The EGFR has a central role in normal cell survival, differentiation, and proliferation. As such, its activity must be precisely regulated. This is accomplished, in part, through its removal via endocytic pathways that terminate in lysosomes where EGFR is degraded. A critical step in this process is the conjugation of ubiquitin to EGFR. The mechanisms responsible for attaching ubiquitin to EGFR have been studied in great detail. However, this is a reversible process, and evidence indicates that de-ubiquitinases also have important roles in maintaining the levels of EGFR and modulating its rate of degradation. Although there is some controversy about whether USP8 promotes or inhibits EGFR degradation (23, 30), evidence strongly supports that USP8 most likely stabilizes EGFR, and it appears to be a critical modulator of the levels of ubiquitin on EGFR. For example, USP8 de-ubiquitinates EGFR in vitro and depletion of USP8 by RNAi increases EGFR ubiquitination and enhances its degradation (23). Additionally, conditional deletion of USP8 in mice causes reduced steady-state levels of EGFR (22).

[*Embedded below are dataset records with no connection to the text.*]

#[cfg(test)]
mod tests {
    use super::*;
    use std::sync::atomic::AtomicBool;
    use std::sync::Arc;

    use crate::config::{DEFAULT_COMMAND_UUID, DEFAULT_SERVICE_UUID};
    use crate::transport::{
        CharacteristicHandle, MemoryTransport, PeripheralScript, Transport,
    };

    async fn connected(script: PeripheralScript) -> (MemoryTransport, CommandChannel) {
        let transport = MemoryTransport::with_script(script);
        let device = transport.request_device(DEFAULT_SERVICE_UUID).await.unwrap();
        transport.connect(&device).await.unwrap();
        let channel = CommandChannel::new(
            Arc::new(transport.clone()),
            CharacteristicHandle {
                service: DEFAULT_SERVICE_UUID,
                uuid: DEFAULT_COMMAND_UUID,
            },
            Arc::new(AtomicBool::new(true)),
        );
        (transport, channel)
    }

    fn pattern(len: usize) -> Bytes {
        Bytes::from((0..len).map(|i| (i % 251) as u8).collect::<Vec<_>>())
    }

    #[test]
    fn test_unusable_mtu_rejected() {
        for mtu in [0, 1, CHUNK_OVERHEAD] {
            let result = TransferJob::new(pattern(10), Plane::BlackWhite, mtu, 1);
            assert!(matches!(result, Err(EpdError::InvalidTransfer(_))), "mtu {}", mtu);
        }
        let job = TransferJob::new(pattern(10), Plane::BlackWhite, 3, 1).unwrap();
        assert_eq!(job.chunk_size(), 1);
    }

    #[test]
    fn test_zero_chunk_size_rejected() {
        let result = TransferJob::new(pattern(10), Plane::BlackWhite, 20, 1)
            .unwrap()
            .with_chunk_size(0);
        assert!(matches!(result, Err(EpdError::InvalidTransfer(_))));
    }

    #[test]
    fn test_chunk_size_capped_by_mtu() {
        let job = TransferJob::new(pattern(10), Plane::BlackWhite, 20, 1).unwrap();
        assert_eq!(job.chunk_size(), 18);

        let smaller = job.clone().with_chunk_size(18).unwrap();
        assert_eq!(smaller.chunk_size(), 18);

        let oversize = job.with_chunk_size(19);
        assert!(matches!(oversize, Err(EpdError::InvalidTransfer(_))));
    }

    #[test]
    fn test_confirmed_writes_matches_transmit_plan() {
        let job = TransferJob::new(pattern(1000), Plane::BlackWhite, 20, 3).unwrap();
        assert_eq!(job.confirmed_writes(), 14);

        let every = TransferJob::new(pattern(1000), Plane::BlackWhite, 20, 0).unwrap();
        assert_eq!(every.confirmed_writes(), 56);
    }

    #[test]
    fn test_chunk_count_and_reassembly() {
        for len in [0usize, 1, 17, 18, 19, 1000] {
            for size in [1usize, 7, 18, 244] {
                let payload = pattern(len);
                let job = TransferJob::new(payload.clone(), Plane::Red, 246, 0)
                    .and_then(|job| job.with_chunk_size(size))
                    .unwrap();
                let chunks: Vec<_> = job.chunks().collect();

                assert_eq!(chunks.len(), len.div_ceil(size));
                assert_eq!(job.chunks().len(), chunks.len());
                let joined: Vec<u8> = chunks.iter().flat_map(|c| c.data.to_vec()).collect();
                assert_eq!(joined, payload.to_vec());
                assert!(chunks.iter().all(|c| c.data.len() <= size));
            }
        }
    }

    #[test]
    fn test_tags_first_then_continuation() {
        let job = TransferJob::new(pattern(100), Plane::Color, 12, 0).unwrap();
        let tags: Vec<u8> = job.chunks().map(|c| c.tag).collect();
        assert_eq!(tags[0], 0x00);
        assert!(tags[1..].iter().all(|&t| t == 0xF0));
    }

    #[test]
    fn test_chunk_frame_layout() {
        let job = TransferJob::new(pattern(5), Plane::BlackWhite, 5, 0).unwrap();
        let frames: Vec<Bytes> = job.chunks().map(|c| c.frame()).collect();
        assert_eq!(&frames[0][..], &[0x30, 0x0F, 0, 1, 2]);
        assert_eq!(&frames[1][..], &[0x30, 0xFF, 3, 4]);
    }

    #[test]
    fn test_split_three_color() {
        let planes = ImagePlanes::split(ColorMode::ThreeColor, pattern(11));
        let planes: Vec<_> = planes.into_iter().collect();
        assert_eq!(planes.len(), 2);
        assert_eq!(planes[0].0, Plane::BlackWhite);
        assert_eq!(planes[0].1.len(), 5);
        assert_eq!(planes[1].0, Plane::Red);
        assert_eq!(planes[1].1.len(), 6);
    }

    #[test]
    fn test_split_single_plane_modes() {
        let bw = ImagePlanes::split(ColorMode::BlackWhite, pattern(4));
        assert_eq!(bw.len(), 1);
        assert_eq!(bw.iter().next().unwrap().0, Plane::BlackWhite);

        let four = ImagePlanes::split(ColorMode::FourColor, pattern(4));
        assert_eq!(four.iter().next().unwrap().0.nibble(), 0x00);
    }

    #[tokio::test]
    async fn test_transmit_1000_bytes_budget_3() {
        let (transport, channel) = connected(PeripheralScript::default()).await;
        let job = TransferJob::new(pattern(1000), Plane::BlackWhite, 20, 3).unwrap();

        let mut progress = Vec::new();
        let report = transmit(&channel, &job, |p| progress.push(p)).await.unwrap();

        assert_eq!(report.chunks, 56);
        assert_eq!(report.confirmed_writes, 14);
        assert_eq!(report.confirmed_writes, job.confirmed_writes());
        assert_eq!(report.bytes, 1000);

        let writes = transport.image_chunks();
        assert_eq!(writes.len(), 56);
        assert_eq!(writes[0].data[1], 0x0F);
        assert_eq!(writes[1].data[1], 0xFF);
        for (i, write) in writes.iter().enumerate() {
            let expected = if i % 4 == 3 {
                WriteMode::Confirmed
            } else {
                WriteMode::Unconfirmed
            };
            assert_eq!(write.mode, expected, "chunk {}", i);
        }

        assert_eq!(progress.len(), 56);
        assert_eq!(progress.last().unwrap().chunk, 56);
        assert_eq!(progress.last().unwrap().total, 56);
    }

    #[tokio::test]
    async fn test_transmit_aborts_on_first_failure() {
        let (transport, channel) = connected(PeripheralScript {
            fail_image_chunk: Some(29),
            ..PeripheralScript::default()
        })
        .await;
        let job = TransferJob::new(pattern(1000), Plane::BlackWhite, 20, 3).unwrap();

        let result = transmit(&channel, &job, |_| {}).await;
        assert!(matches!(result, Err(EpdError::WriteFailed(_))));
        // chunks 1..=29 went through, chunk 30 failed, 31..=56 never sent
        assert_eq!(transport.image_chunks().len(), 29);
    }

    #[tokio::test]
    async fn test_transmit_stops_on_dead_link() {
        let (transport, channel) = connected(PeripheralScript::default()).await;
        let job = TransferJob::new(pattern(100), Plane::BlackWhite, 12, 0).unwrap();

        let dead = channel.clone();
        let result = transmit(&channel, &job, |p| {
            if p.chunk == 3 {
                dead.mark_dead();
            }
        })
        .await;

        assert!(matches!(result, Err(EpdError::Disconnected)));
        assert_eq!(transport.image_chunks().len(), 3);
    }

    #[tokio::test]
    async fn test_transmit_empty_payload() {
        let (transport, channel) = connected(PeripheralScript::default()).await;
        let job = TransferJob::new(Bytes::new(), Plane::BlackWhite, 20, 3).unwrap();
        let report = transmit(&channel, &job, |_| {}).await.unwrap();
        assert_eq!(report.chunks, 0);
        assert!(transport.writes().is_empty());
    }
}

We found that DGKδ modulated the expression of USP8, altered the levels of ubiquitin on EGFR, modified the rate of EGFR degradation, and controlled the steady-state levels of EGFR. That DGKδ modulates USP8 is consistent with data showing that several features are shared by both USP8-deficient cells and DGKδ-deficient cells: both have reduced steady-state levels of EGFR (5, 22), increased ubiquitination and degradation of EGFR (Figs. 2 and 3) (23), and enlarged early endosomes (18, 23). Collectively, these data provide strong evidence that DGKδ is an important regulator of USP8 and of its effects on EGFR.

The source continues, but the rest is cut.